Trackback address for this post

Trackback URL (right click and copy shortcut/link location)

15 comments

Comment from: akkort [Member] Email
***--
Source code:
http://81.30.182.45/aesenrupt.cpp

I made some optimisations and get the following results on MSVC 2005, P4-2.8:

AES 61794.534070 kbps [4e5bfeae 880aebe9 73534999 86e318bb]
AESu 82595.524923 kbps [4e5bfeae 880aebe9 73534999 86e318bb]
enRUPT 62224.259620 kbps [fcb74c06 ae5210d6 2f09b883 c700fd99]
enRUPTu 96490.099209 kbps [fcb74c06 ae5210d6 2f09b883 c700fd99]
enRUPTa 63640.458985 kbps [fcb74c06 ae5210d6 2f09b883 c700fd99]
Speed compare:
1.000 1.337 1.007 1.561 1.030
0.748 1.000 0.753 1.168 0.771
0.993 1.327 1.000 1.551 1.023
0.640 0.856 0.645 1.000 0.660
0.971 1.298 0.978 1.516 1.000

So the unrolled enRUPT is 50% faster than non-unrolled and 17% faster than unrolled AES.
Assembly shows good results too, even a bit faster than non-unrolled C, it is quite good with it size about 60 bytes.
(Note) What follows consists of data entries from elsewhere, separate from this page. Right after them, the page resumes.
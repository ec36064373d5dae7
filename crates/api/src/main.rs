//! Craftpass API server entrypoint

use std::net::SocketAddr;
use std::sync::Arc;

use craftpass_api::{create_router, AppState, Config};
use craftpass_billing::BillingService;
use craftpass_shared::{create_pool, run_migrations};
use tower_http::trace::TraceLayer;
use tracing_subscriber::{layer::SubscriberExt, util::SubscriberInitExt};

#[tokio::main]
async fn main() -> anyhow::Result<()> {
    // Load .env file if present
    dotenvy::dotenv().ok();

    // Initialize tracing
    tracing_subscriber::registry()
        .with(
            tracing_subscriber::EnvFilter::try_from_default_env()
                .unwrap_or_else(|_| "info,craftpass_api=debug".into()),
        )
        .with(tracing_subscriber::fmt::layer())
        .init();

    tracing::info!("Starting Craftpass API Server v{}", env!("CARGO_PKG_VERSION"));

    let config = Config::from_env()?;
    tracing::info!("Configuration loaded");

    tracing::info!("Connecting to database...");
    let pool = create_pool(&config.database_url).await?;
    tracing::info!("Database connection established");

    tracing::info!("Running database migrations...");
    run_migrations(&pool).await?;

    let billing = Arc::new(BillingService::from_env(pool.clone())?);
    let state = AppState::new(pool, config.clone(), billing);

    let app = create_router(state).layer(TraceLayer::new_for_http());

    let addr: SocketAddr = config.bind_address.parse()?;
    tracing::info!("Listening on {addr}");
    let listener = tokio::net::TcpListener::bind(addr).await?;
    axum::serve(listener, app).await?;

    Ok(())
}
//! Webhook endpoints
//!
//! Both endpoints take the raw body as a string because signature
//! verification runs over the exact bytes the provider signed; any
//! re-serialization would break it. A handled delivery answers
//! `{"received": true}` whether it changed state or was ignored.

use axum::extract::State;
use axum::http::HeaderMap;
use axum::Json;
use serde_json::json;

use crate::error::ApiError;
use crate::state::AppState;

pub async fn stripe_webhook(
    State(state): State<AppState>,
    headers: HeaderMap,
    body: String,
) -> Result<Json<serde_json::Value>, ApiError> {
    let signature = header_str(&headers, "stripe-signature");
    let outcome = state
        .billing
        .webhooks
        .handle_stripe(&body, signature)
        .await?;
    tracing::debug!(?outcome, "Stripe webhook handled");
    Ok(Json(json!({ "received": true })))
}

pub async fn lemon_squeezy_webhook(
    State(state): State<AppState>,
    headers: HeaderMap,
    body: String,
) -> Result<Json<serde_json::Value>, ApiError> {
    let signature = header_str(&headers, "x-signature");
    let outcome = state
        .billing
        .webhooks
        .handle_lemon_squeezy(&body, signature)
        .await?;
    tracing::debug!(?outcome, "Lemon Squeezy webhook handled");
    Ok(Json(json!({ "received": true })))
}

fn header_str<'a>(headers: &'a HeaderMap, name: &str) -> &'a str {
    headers
        .get(name)
        .and_then(|v| v.to_str().ok())
        .unwrap_or_default()
}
But then I've install Intel C++ Compiler and got the following:
AES 122797.555352 kbps [4e5bfeae 880aebe9 73534999 86e318bb]
AESu 122685.308958 kbps [4e5bfeae 880aebe9 73534999 86e318bb]
enRUPT 64096.336199 kbps [fcb74c06 ae5210d6 2f09b883 c700fd99]
enRUPTu 95460.688478 kbps [fcb74c06 ae5210d6 2f09b883 c700fd99]
enRUPTa 61794.534070 kbps [fcb74c06 ae5210d6 2f09b883 c700fd99]
Speed compare:
1.000 0.999 0.522 0.777 0.503
1.001 1.000 0.522 0.778 0.504
1.916 1.914 1.000 1.489 0.964
1.286 1.285 0.671 1.000 0.647
1.987 1.985 1.037 1.545 1.000

It is mean that Intel's optimisation make about 100% speed boost. And there no any difference on enRUPT. So the previous results shows bad optimisation on VC, wich cannot optimize many indexed table access for AES. Also Intel themselfs unrolled AES wich was non-unrolled, but do not the same with enRUPT.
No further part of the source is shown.